▸ **Requirement**
Could you show each line of the records that contains the word "Duration"?

Collection entries
Start of Block

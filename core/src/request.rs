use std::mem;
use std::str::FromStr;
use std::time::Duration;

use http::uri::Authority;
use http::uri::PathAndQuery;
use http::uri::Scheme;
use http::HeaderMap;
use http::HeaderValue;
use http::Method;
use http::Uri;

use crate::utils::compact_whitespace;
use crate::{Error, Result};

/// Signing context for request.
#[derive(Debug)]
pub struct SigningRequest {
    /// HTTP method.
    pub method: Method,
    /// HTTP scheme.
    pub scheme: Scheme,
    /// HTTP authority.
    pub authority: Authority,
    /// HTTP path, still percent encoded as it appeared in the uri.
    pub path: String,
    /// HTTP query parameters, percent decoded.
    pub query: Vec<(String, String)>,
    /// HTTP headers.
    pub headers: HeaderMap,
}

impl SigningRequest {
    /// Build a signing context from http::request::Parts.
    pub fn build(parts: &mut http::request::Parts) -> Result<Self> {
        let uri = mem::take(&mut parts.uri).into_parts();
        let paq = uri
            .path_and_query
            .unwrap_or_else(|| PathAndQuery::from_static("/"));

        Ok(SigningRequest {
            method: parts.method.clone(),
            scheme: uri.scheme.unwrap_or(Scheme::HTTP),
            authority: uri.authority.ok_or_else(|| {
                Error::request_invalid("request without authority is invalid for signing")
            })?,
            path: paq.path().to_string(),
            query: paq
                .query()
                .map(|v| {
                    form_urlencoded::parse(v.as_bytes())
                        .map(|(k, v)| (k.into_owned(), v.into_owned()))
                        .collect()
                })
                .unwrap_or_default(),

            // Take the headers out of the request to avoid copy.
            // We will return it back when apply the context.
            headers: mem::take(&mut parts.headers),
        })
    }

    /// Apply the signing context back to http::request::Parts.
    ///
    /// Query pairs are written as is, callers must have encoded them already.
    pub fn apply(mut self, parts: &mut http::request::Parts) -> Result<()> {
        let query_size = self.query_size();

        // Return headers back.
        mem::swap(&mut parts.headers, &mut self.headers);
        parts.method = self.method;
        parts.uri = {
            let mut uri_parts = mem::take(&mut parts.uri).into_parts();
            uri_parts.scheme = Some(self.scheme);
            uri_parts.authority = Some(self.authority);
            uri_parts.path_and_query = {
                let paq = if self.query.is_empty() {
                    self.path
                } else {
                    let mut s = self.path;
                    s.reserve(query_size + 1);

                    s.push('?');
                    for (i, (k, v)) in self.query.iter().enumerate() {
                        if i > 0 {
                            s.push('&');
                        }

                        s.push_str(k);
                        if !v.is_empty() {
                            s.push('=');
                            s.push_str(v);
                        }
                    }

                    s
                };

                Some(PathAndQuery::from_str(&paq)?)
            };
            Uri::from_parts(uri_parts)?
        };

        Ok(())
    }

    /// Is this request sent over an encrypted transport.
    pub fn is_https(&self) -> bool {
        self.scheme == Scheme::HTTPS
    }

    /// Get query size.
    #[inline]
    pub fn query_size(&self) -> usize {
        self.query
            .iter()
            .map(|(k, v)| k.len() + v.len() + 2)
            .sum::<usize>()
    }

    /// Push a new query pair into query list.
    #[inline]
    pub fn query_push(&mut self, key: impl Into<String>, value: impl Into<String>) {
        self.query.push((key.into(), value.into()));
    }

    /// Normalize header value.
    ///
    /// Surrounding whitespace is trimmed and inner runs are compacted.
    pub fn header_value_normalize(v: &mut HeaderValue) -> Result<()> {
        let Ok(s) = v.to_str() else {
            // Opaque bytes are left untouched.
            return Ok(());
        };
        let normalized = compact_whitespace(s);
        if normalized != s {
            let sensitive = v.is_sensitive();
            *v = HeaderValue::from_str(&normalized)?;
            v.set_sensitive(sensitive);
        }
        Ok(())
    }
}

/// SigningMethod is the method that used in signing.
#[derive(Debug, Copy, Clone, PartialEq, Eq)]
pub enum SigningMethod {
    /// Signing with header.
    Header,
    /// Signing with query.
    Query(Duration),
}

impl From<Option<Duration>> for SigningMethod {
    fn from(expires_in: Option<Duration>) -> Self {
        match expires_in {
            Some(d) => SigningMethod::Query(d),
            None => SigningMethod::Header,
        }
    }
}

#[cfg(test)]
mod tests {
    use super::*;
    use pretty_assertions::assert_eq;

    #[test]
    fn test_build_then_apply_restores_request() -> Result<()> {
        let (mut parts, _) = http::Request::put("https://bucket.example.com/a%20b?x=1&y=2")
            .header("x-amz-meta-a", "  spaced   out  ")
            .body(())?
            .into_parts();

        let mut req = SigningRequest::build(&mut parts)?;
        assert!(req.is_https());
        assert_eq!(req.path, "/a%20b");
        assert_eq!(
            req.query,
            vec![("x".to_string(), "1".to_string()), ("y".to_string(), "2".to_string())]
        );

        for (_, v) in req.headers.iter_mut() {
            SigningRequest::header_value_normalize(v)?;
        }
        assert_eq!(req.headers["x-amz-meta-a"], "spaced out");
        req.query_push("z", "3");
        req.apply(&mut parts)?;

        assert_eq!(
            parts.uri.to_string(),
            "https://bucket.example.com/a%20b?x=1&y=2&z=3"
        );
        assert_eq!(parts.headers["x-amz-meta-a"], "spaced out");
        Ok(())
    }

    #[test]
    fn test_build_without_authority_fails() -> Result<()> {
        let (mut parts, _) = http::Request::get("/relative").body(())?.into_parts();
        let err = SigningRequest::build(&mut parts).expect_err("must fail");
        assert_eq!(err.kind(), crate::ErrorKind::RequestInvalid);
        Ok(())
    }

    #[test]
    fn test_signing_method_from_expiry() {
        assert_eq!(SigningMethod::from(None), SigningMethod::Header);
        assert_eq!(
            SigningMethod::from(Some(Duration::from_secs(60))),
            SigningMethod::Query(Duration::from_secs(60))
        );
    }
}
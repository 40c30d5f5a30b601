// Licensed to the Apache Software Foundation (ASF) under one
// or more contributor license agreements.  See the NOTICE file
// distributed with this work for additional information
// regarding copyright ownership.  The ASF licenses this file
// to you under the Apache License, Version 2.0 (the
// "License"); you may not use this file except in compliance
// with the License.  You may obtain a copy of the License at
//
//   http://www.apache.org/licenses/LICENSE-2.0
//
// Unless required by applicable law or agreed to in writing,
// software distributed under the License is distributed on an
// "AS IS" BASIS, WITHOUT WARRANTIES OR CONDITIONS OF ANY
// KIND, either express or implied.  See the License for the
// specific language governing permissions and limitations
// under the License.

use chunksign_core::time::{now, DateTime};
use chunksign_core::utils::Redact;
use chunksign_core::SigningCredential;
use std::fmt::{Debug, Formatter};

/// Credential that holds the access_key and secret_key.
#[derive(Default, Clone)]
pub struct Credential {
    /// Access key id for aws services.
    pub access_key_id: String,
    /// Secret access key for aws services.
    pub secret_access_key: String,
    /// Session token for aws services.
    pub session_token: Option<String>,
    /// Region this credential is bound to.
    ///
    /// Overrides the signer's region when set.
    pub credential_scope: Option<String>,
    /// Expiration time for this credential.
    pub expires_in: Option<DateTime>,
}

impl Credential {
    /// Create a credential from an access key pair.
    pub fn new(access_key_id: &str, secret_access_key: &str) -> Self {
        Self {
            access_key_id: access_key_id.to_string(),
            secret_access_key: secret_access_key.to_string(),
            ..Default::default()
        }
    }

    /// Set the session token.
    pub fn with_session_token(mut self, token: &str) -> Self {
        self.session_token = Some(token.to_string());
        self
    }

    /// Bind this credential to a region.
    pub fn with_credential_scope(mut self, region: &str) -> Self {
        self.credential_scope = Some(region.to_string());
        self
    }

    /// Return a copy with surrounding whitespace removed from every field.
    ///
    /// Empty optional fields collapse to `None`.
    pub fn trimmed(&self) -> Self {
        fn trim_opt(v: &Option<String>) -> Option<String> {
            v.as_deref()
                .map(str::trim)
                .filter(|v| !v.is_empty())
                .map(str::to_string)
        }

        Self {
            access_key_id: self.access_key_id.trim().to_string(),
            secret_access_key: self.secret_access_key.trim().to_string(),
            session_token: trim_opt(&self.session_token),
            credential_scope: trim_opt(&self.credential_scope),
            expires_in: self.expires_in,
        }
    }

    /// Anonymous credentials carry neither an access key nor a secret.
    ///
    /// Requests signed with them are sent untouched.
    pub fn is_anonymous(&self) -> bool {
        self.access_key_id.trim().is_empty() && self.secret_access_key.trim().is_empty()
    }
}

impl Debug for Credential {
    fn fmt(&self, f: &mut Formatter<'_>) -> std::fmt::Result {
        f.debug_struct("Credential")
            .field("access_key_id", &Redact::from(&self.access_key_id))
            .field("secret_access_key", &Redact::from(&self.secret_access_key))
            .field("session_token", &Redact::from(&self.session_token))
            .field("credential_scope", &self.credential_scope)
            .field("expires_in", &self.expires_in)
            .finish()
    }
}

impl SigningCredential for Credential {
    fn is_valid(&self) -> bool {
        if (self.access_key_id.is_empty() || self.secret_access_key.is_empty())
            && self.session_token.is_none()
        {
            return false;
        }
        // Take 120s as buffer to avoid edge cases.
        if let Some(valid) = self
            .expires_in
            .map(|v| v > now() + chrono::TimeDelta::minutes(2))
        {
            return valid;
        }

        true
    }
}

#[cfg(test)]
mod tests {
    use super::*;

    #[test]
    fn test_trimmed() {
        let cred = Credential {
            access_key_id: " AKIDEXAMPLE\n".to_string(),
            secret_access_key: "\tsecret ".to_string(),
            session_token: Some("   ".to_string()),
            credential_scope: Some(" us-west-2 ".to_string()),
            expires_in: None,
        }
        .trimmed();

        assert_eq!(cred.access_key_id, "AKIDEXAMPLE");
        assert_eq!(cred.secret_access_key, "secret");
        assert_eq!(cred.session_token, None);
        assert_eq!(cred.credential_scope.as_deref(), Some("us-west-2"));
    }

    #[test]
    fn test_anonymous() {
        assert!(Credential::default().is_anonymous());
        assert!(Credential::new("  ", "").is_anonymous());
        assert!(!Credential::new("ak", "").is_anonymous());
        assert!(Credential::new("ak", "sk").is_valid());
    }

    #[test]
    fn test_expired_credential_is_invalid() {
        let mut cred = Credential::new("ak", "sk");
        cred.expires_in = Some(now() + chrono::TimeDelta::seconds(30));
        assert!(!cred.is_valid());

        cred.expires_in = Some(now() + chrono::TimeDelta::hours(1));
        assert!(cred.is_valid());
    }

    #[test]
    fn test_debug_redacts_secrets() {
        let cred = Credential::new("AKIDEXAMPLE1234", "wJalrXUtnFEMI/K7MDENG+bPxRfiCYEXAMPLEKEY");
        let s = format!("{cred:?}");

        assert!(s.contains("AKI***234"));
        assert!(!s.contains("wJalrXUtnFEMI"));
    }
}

End of Block
Start of Block

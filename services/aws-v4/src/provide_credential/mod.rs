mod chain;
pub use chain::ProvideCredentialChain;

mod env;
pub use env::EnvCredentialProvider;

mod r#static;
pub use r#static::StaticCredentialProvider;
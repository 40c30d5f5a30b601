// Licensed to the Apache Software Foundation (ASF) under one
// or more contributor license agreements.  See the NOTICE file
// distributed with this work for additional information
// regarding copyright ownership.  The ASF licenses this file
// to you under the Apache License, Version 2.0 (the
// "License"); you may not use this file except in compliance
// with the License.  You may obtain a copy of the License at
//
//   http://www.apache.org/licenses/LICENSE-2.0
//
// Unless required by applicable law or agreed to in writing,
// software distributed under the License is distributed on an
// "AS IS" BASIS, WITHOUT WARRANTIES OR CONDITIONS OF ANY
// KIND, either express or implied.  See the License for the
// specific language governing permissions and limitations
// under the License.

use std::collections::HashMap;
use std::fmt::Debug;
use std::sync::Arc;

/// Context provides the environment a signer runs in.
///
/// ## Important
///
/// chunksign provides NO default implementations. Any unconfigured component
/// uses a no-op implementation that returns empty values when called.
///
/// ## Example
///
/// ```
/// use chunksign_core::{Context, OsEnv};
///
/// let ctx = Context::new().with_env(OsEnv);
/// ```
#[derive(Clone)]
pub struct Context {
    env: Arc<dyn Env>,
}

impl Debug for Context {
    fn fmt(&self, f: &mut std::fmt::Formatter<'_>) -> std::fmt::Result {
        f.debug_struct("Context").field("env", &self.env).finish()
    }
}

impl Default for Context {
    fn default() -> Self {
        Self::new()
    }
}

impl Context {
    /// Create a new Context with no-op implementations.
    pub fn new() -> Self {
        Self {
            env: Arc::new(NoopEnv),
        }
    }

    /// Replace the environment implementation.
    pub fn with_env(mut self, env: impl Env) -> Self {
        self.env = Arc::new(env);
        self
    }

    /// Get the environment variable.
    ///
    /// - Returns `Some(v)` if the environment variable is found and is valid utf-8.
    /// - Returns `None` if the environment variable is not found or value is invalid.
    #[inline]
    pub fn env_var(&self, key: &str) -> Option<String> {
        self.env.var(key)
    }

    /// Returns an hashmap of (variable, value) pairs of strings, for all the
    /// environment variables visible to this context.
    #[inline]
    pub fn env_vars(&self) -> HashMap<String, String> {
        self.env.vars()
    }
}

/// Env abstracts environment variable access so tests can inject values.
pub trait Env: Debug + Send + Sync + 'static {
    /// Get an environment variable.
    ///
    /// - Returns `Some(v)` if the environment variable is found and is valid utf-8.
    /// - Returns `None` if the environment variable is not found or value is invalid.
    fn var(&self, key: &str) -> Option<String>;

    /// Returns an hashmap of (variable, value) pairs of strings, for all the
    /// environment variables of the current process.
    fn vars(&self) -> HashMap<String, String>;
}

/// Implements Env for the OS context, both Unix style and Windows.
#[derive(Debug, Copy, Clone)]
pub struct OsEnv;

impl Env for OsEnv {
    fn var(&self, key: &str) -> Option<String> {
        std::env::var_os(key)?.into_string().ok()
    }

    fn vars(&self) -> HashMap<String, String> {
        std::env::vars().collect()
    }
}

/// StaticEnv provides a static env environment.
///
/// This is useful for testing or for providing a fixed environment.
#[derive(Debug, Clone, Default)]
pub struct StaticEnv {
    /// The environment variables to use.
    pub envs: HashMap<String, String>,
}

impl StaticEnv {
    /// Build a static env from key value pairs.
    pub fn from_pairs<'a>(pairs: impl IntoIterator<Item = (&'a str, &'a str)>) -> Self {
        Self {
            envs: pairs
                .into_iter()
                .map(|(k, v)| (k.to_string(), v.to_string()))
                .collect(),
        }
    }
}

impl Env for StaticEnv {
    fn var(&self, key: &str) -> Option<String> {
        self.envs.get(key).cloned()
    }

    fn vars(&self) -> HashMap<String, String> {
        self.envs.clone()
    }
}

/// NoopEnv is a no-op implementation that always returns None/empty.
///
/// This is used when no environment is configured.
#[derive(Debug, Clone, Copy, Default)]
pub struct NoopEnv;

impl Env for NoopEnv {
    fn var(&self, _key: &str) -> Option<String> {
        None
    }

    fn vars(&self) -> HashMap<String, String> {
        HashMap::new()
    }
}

End of Block

▸ **Answer box**
use std::time::Duration;
    Query(Duration),
impl From<Option<Duration>> for SigningMethod {
    fn from(expires_in: Option<Duration>) -> Self {
            SigningMethod::from(Some(Duration::from_secs(60))),
            SigningMethod::Query(Duration::from_secs(60))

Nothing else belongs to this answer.